**TASK STATEMENT**
Only one stretch of the data below is needed. Output the lines from the one with "self.file = Some(file);" up to and including the one with "let mut result = Ok(());", exactly as they stand.

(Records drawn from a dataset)
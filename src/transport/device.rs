//! # Device Transport
//!
//! Writes to a device node (`/dev/usb/lp0`, `/dev/ttyUSB0`, `/dev/rfcomm0`)
//! or an ordinary file.
//!
//! ## TTY Configuration
//!
//! When the path is a terminal device it is switched to raw mode so binary
//! data is transmitted without modification:
//!
//! - **No input processing**: Disable IGNBRK, BRKINT, PARMRK, ISTRIP, etc.
//! - **No output processing**: Disable OPOST (no CR/LF translation)
//! - **8-bit characters**: CS8 (8 data bits, no parity)
//! - **No echo**: Disable ECHO, ECHONL
//! - **Non-canonical mode**: Disable ICANON (no line buffering)
//!
//! ## Chunked Writes
//!
//! Large writes are split into chunks with a short pause between them so
//! slow links (Bluetooth SPP, 9600 baud serial) do not overflow.

use std::io;
use std::path::{Path, PathBuf};
use std::time::Duration;

use async_trait::async_trait;
use tokio::fs::{File, OpenOptions};
use tokio::io::AsyncWriteExt;

use super::Transport;
use crate::error::ReciboError;

/// Default chunk size for writes (bytes)
const CHUNK_SIZE: usize = 4096;

/// Delay between chunks (milliseconds)
const CHUNK_DELAY_MS: u64 = 2;

/// # Device Printer Transport
///
/// ## Example
///
/// ```no_run
/// use recibo::printer::Printer;
/// use recibo::transport::DeviceTransport;
///
/// # async fn example() -> Result<(), recibo::ReciboError> {
/// let mut transport = DeviceTransport::new("/dev/usb/lp0");
/// let mut printer = Printer::new(&mut transport);
///
/// printer.open().await?;
/// printer.init().write_line("Hello", None)?.cut(false);
/// printer.close().await?;
/// # Ok(())
/// # }
/// ```
#[derive(Debug)]
pub struct DeviceTransport {
    path: PathBuf,
    file: Option<File>,
    chunk_size: usize,
    chunk_delay: Duration,
}

impl DeviceTransport {
    /// Describe a transport for `path`. Nothing is opened until
    /// [`Transport::open`].
    pub fn new<P: AsRef<Path>>(path: P) -> Self {
        Self {
            path: path.as_ref().to_path_buf(),
            file: None,
            chunk_size: CHUNK_SIZE,
            chunk_delay: Duration::from_millis(CHUNK_DELAY_MS),
        }
    }

    pub fn path(&self) -> &Path {
        &self.path
    }

    /// Set the chunk size for large writes. Default is 4096 bytes.
    pub fn set_chunk_size(&mut self, size: usize) {
        self.chunk_size = size.max(1);
    }

    /// Set the delay between chunks. Default is 2ms.
    pub fn set_chunk_delay(&mut self, delay: Duration) {
        self.chunk_delay = delay;
    }

    fn transport_error(&self, action: &str, e: io::Error) -> ReciboError {
        ReciboError::Transport(format!("{} {} failed: {}", action, self.path.display(), e))
    }
}

#[async_trait]
impl Transport for DeviceTransport {
    async fn open(&mut self) -> Result<(), ReciboError> {
        let file = OpenOptions::new()
            .write(true)
            .create(true)
            .truncate(true)
            .open(&self.path)
            .await
            .map_err(|e| self.transport_error("Open", e))?;

        configure_if_tty(&file)?;

        tracing::debug!(path = %self.path.display(), "device transport opened");
        self.file = Some(file);
        Ok(())
    }

    async fn write(&mut self, data: &[u8]) -> Result<(), ReciboError> {
        let chunk_size = self.chunk_size;
        let chunk_delay = self.chunk_delay;
        let file = self.file.as_mut().ok_or(ReciboError::NotConnected)?;

        let mut result = Ok(());
        for (i, chunk) in data.chunks(chunk_size).enumerate() {
            if i > 0 && !chunk_delay.is_zero() {
                tokio::time::sleep(chunk_delay).await;
            }
            result = file.write_all(chunk).await;
            if result.is_err() {
                break;
            }
        }
        if result.is_ok() {
            result = file.flush().await;
        }
        result.map_err(|e| self.transport_error("Write to", e))?;

        tracing::debug!(bytes = data.len(), "device transport wrote");
        Ok(())
    }

    async fn close(&mut self) -> Result<(), ReciboError> {
        if let Some(mut file) = self.file.take() {
            file.flush()
                .await
                .map_err(|e| self.transport_error("Flush", e))?;
            tracing::debug!(path = %self.path.display(), "device transport closed");
        }
        Ok(())
    }
}

#[cfg(unix)]
fn configure_if_tty(file: &File) -> Result<(), ReciboError> {
    use std::os::unix::io::AsRawFd;

    let fd = file.as_raw_fd();
    // SAFETY: fd is a valid open descriptor owned by `file`
    if unsafe { libc::isatty(fd) } == 1 {
        configure_tty_raw(fd)?;
    }
    Ok(())
}

#[cfg(not(unix))]
fn configure_if_tty(_file: &File) -> Result<(), ReciboError> {
    Ok(())
}

/// Configure a file descriptor for raw TTY mode.
///
/// IXON/IXOFF/IXANY are cleared: 0x11 (XON) and 0x13 (XOFF) occur in
/// raster data and symbol payloads and must reach the printer.
#[cfg(unix)]
fn configure_tty_raw(fd: i32) -> Result<(), ReciboError> {
    use std::mem::MaybeUninit;

    let mut termios = MaybeUninit::uninit();
    // SAFETY: tcgetattr fills the struct on success, checked below
    let result = unsafe { libc::tcgetattr(fd, termios.as_mut_ptr()) };
    if result != 0 {
        return Err(ReciboError::Transport(format!(
            "tcgetattr failed: {}",
            io::Error::last_os_error()
        )));
    }
    let mut termios = unsafe { termios.assume_init() };

    termios.c_iflag &= !(libc::IGNBRK
        | libc::BRKINT
        | libc::PARMRK
        | libc::ISTRIP
        | libc::INLCR
        | libc::IGNCR
        | libc::ICRNL
        | libc::IXON
        | libc::IXOFF
        | libc::IXANY);
    termios.c_oflag &= !libc::OPOST;
    termios.c_lflag &= !(libc::ECHO | libc::ECHONL | libc::ICANON | libc::ISIG | libc::IEXTEN);
    termios.c_cflag &= !(libc::CSIZE | libc::PARENB);
    termios.c_cflag |= libc::CS8;

    // SAFETY: termios was initialized by tcgetattr
    let result = unsafe { libc::tcsetattr(fd, libc::TCSANOW, &termios) };
    if result != 0 {
        return Err(ReciboError::Transport(format!(
            "tcsetattr failed: {}",
            io::Error::last_os_error()
        )));
    }

    Ok(())
}

#[cfg(test)]
mod tests {
    use super::*;

    fn temp_path(name: &str) -> PathBuf {
        std::env::temp_dir().join(format!("recibo-{}-{}", std::process::id(), name))
    }

    #[tokio::test]
    async fn test_write_before_open_fails() {
        let mut transport = DeviceTransport::new(temp_path("unopened"));
        let err = transport.write(b"x").await.unwrap_err();
        assert!(matches!(err, ReciboError::NotConnected));
    }

    #[tokio::test]
    async fn test_writes_land_in_file() {
        let path = temp_path("file-output");
        let mut transport = DeviceTransport::new(&path);
        transport.set_chunk_size(3);
        transport.set_chunk_delay(Duration::ZERO);

        transport.open().await.unwrap();
        transport.write(&[0x1B, 0x40, b'h', b'i', 0x0A]).await.unwrap();
        transport.write(&[0x1D, 0x56, 0x41, 0x00]).await.unwrap();
        transport.close().await.unwrap();

        let written = std::fs::read(&path).unwrap();
        std::fs::remove_file(&path).ok();
        assert_eq!(written, vec![0x1B, 0x40, b'h', b'i', 0x0A, 0x1D, 0x56, 0x41, 0x00]);
    }

    #[tokio::test]
    async fn test_open_missing_directory_fails() {
        let mut transport = DeviceTransport::new("/nonexistent-recibo-dir/printer");
        let err = transport.open().await.unwrap_err();
        assert!(matches!(err, ReciboError::Transport(_)));
    }

    #[tokio::test]
    async fn test_close_without_open_is_noop() {
        let mut transport = DeviceTransport::new(temp_path("never-opened"));
        assert!(transport.close().await.is_ok());
    }
}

**EXPECTED OUTPUT**
        self.file = Some(file);
        Ok(())
    }

    async fn write(&mut self, data: &[u8]) -> Result<(), ReciboError> {
        let chunk_size = self.chunk_size;
        let chunk_delay = self.chunk_delay;
        let file = self.file.as_mut().ok_or(ReciboError::NotConnected)?;

        let mut result = Ok(());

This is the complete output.